The structure of executive Directors’ remuneration was similar in 2007 to that in 2006 and no significant changes to the existing policy are currently envisaged for 2008. Under the current arrangements, if target performance is achieved, basic salary will represent around one-half of total earnings. If maximum is achieved, which would involve a superior level of performance substantially in excess of business plan, basic salary will represent around one-third of total earnings.

Basic salaries

It is the policy of the RemCo to set basic salaries at levels which it believes are competitive given the size and complexity of the Company, as well as the broad business sectors in which it operates. The RemCo looks to set basic salaries at around the median of the market, but also takes into account its own judgement of the performance of the Group’s businesses and the performance of individual Directors. The RemCo intends to continue to use this approach in the foreseeable future. The basic salaries of executive Directors are reviewed annually at 1 July.

Annual incentive plan

Each executive Director participates in an annual incentive plan, under which predetermined financial targets must be achieved before any payment is earned. The maximum potential bonus which could have been earned by executive Directors for 2007 was 80% of basic salary and the performance indicator chosen was profit before tax and exceptional items (“profit”).
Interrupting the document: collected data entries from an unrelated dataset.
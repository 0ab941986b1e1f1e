//! RGB colors, blacklist exclusion ranges and constrained sampling.

pub mod blacklist;
pub mod sampler;

use std::fmt;

use serde::{Deserialize, Serialize};

pub use blacklist::{Blacklist, BlacklistEntry, ExclusionRange, Tolerance};
pub use sampler::{sample_color, ColorSampler};

/// An 8-bit-per-channel RGB color.
///
/// Serialized as the packed `0xRRGGBB` integer the transport uses for role
/// colors.
#[derive(Debug, Clone, Copy, PartialEq, Eq, Hash, Default, Serialize, Deserialize)]
#[serde(from = "u32", into = "u32")]
pub struct Color {
    pub r: u8,
    pub g: u8,
    pub b: u8,
}

impl Color {
    /// Packed value 0: roles with this color are displayed uncolored.
    pub const UNSET: Color = Color { r: 0, g: 0, b: 0 };

    pub const fn new(r: u8, g: u8, b: u8) -> Self {
        Self { r, g, b }
    }

    /// Build from a packed `0xRRGGBB` value. Bits above 24 are ignored.
    pub const fn from_u32(packed: u32) -> Self {
        Self {
            r: ((packed >> 16) & 0xFF) as u8,
            g: ((packed >> 8) & 0xFF) as u8,
            b: (packed & 0xFF) as u8,
        }
    }

    pub const fn to_u32(self) -> u32 {
        ((self.r as u32) << 16) | ((self.g as u32) << 8) | self.b as u32
    }

    pub fn channels(self) -> [u8; 3] {
        [self.r, self.g, self.b]
    }

    pub fn is_unset(self) -> bool {
        self == Self::UNSET
    }
}

impl From<u32> for Color {
    fn from(packed: u32) -> Self {
        Self::from_u32(packed)
    }
}

impl From<Color> for u32 {
    fn from(color: Color) -> Self {
        color.to_u32()
    }
}

impl From<[u8; 3]> for Color {
    fn from([r, g, b]: [u8; 3]) -> Self {
        Self { r, g, b }
    }
}

impl fmt::Display for Color {
    fn fmt(&self, f: &mut fmt::Formatter<'_>) -> fmt::Result {
        write!(f, "#{:02x}{:02x}{:02x} ({}, {}, {})", self.r, self.g, self.b, self.r, self.g, self.b)
    }
}
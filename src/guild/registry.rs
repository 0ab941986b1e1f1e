//! Process-wide table of community aggregates.

use std::sync::Arc;

use dashmap::DashMap;

use crate::guild::state::GuildState;
use crate::types::{GuildId, GuildRef};
use crate::utilities::{FileHandler, StoreError};

/// Lazily builds and caches one [`GuildState`] per community.
///
/// Construction happens while holding the map shard's write lock, so
/// simultaneous first events for the same community load its records once.
/// Entries live for the rest of the process.
#[derive(Debug)]
pub struct GuildRegistry {
    guilds: DashMap<GuildId, Arc<GuildState>>,
    files: FileHandler,
}

impl GuildRegistry {
    /// Create an empty registry storing records through `files`.
    pub fn new(files: FileHandler) -> Self {
        Self {
            guilds: DashMap::new(),
            files,
        }
    }

    /// Return the community's aggregate, loading it on first use.
    pub fn resolve(&self, guild: &GuildRef) -> Result<Arc<GuildState>, StoreError> {
        if let Some(state) = self.guilds.get(&guild.id) {
            return Ok(Arc::clone(state.value()));
        }

        let entry = self.guilds.entry(guild.id).or_try_insert_with(|| {
            tracing::debug!(guild = %guild.id, name = %guild.name, "resolving community");
            GuildState::load(guild, self.files.clone()).map(Arc::new)
        })?;
        Ok(Arc::clone(entry.value()))
    }

    /// The aggregate if it was already resolved in this process.
    pub fn get(&self, id: GuildId) -> Option<Arc<GuildState>> {
        self.guilds.get(&id).map(|state| Arc::clone(state.value()))
    }

    pub fn len(&self) -> usize {
        self.guilds.len()
    }

    pub fn is_empty(&self) -> bool {
        self.guilds.is_empty()
    }
}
A bonus of 40% of basic salary would have been earned for the achievement of performance in line with target. Two-thirds of these bonuses are payable in cash, while the remaining one-third is deferred in the form of ordinary shares in the Company under the Deferred Bonus Plan (the “DBP”). These shares, along with shares awarded in lieu of dividends paid during the deferral period, will be released to the Directors after three years, providing they are still employed by the Company at that time (unless specified leaver conditions are met in which case early vesting may be permitted under the rules of the DBP). Bonuses are non-pensionable.
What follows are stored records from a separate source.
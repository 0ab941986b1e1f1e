//! HTTP ingress for activity events.
//!
//! The gateway relay that owns the chat connection posts every inbound
//! message here and receives the resulting [`EventReport`](crate::bot::EventReport).
//!
//! # Endpoints
//!
//! - `GET  /health`                     Liveness probe
//! - `POST /events`                     Process one activity event
//! - `GET  /guilds/:guild_id/settings`  Inspect a loaded community

pub mod routes;

pub use routes::{app_router, AppState};
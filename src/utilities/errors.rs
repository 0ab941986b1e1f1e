//! Error types for record persistence.

use std::path::PathBuf;

use thiserror::Error;

/// Errors raised while reading, writing or archiving a persisted record.
#[derive(Debug, Error)]
pub enum StoreError {
    /// Filesystem failure on a record path.
    #[error("I/O error on {path}: {source}")]
    Io {
        path: PathBuf,
        #[source]
        source: std::io::Error,
    },

    /// The record could not be serialized.
    #[error("failed to serialize record {path}: {source}")]
    Serialize {
        path: PathBuf,
        #[source]
        source: serde_json::Error,
    },

    /// The temporary file could not be moved over the record.
    #[error("failed to replace record {path}: {source}")]
    Persist {
        path: PathBuf,
        #[source]
        source: tempfile::PersistError,
    },
}

impl StoreError {
    pub(crate) fn io(path: impl Into<PathBuf>, source: std::io::Error) -> Self {
        Self::Io {
            path: path.into(),
            source,
        }
    }
}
It is currently intended that the annual incentive plan for 2008 will operate in the same way as for 2007 and the RemCo will continue to review the competitiveness and structure of the annual incentive plan in future years.

Long-term incentive scheme

The RemCo believes that performance related long-term incentives which align executives with both business strategy and shareholders’ interests are an important component of overall executive remuneration arrangements.

The Company operates a Performance Share Plan (the “Plan”) under which conditional awards of shares in the Company are made to executive Directors and other selected operational and functional senior managers. The maximum market value of any award, at the award date, will be 150% of basic salary, other than in exceptional circumstances, where the limit is 200% of basic salary. It is currently the intention of the RemCo that an award of 150% of salary will only be made to the Chief Executive, with the other executive Directors receiving conditional awards over shares with a market value of 125% of basic salary.

The awards will vest, subject to the achievement of performance conditions, three years after the date of grant. It is the intention of the RemCo to make awards under the Plan in 2008 and that the performance conditions will follow a similar format to those which apply to the award made in 2007. For this award there are two performance conditions each applying to separate parts of the award. 50% of an award is linked to an adjusted earnings per share growth target and the remaining 50% is linked to total shareholder return performance relative to a comparator group. There is no provision for the re-testing of these performance conditions.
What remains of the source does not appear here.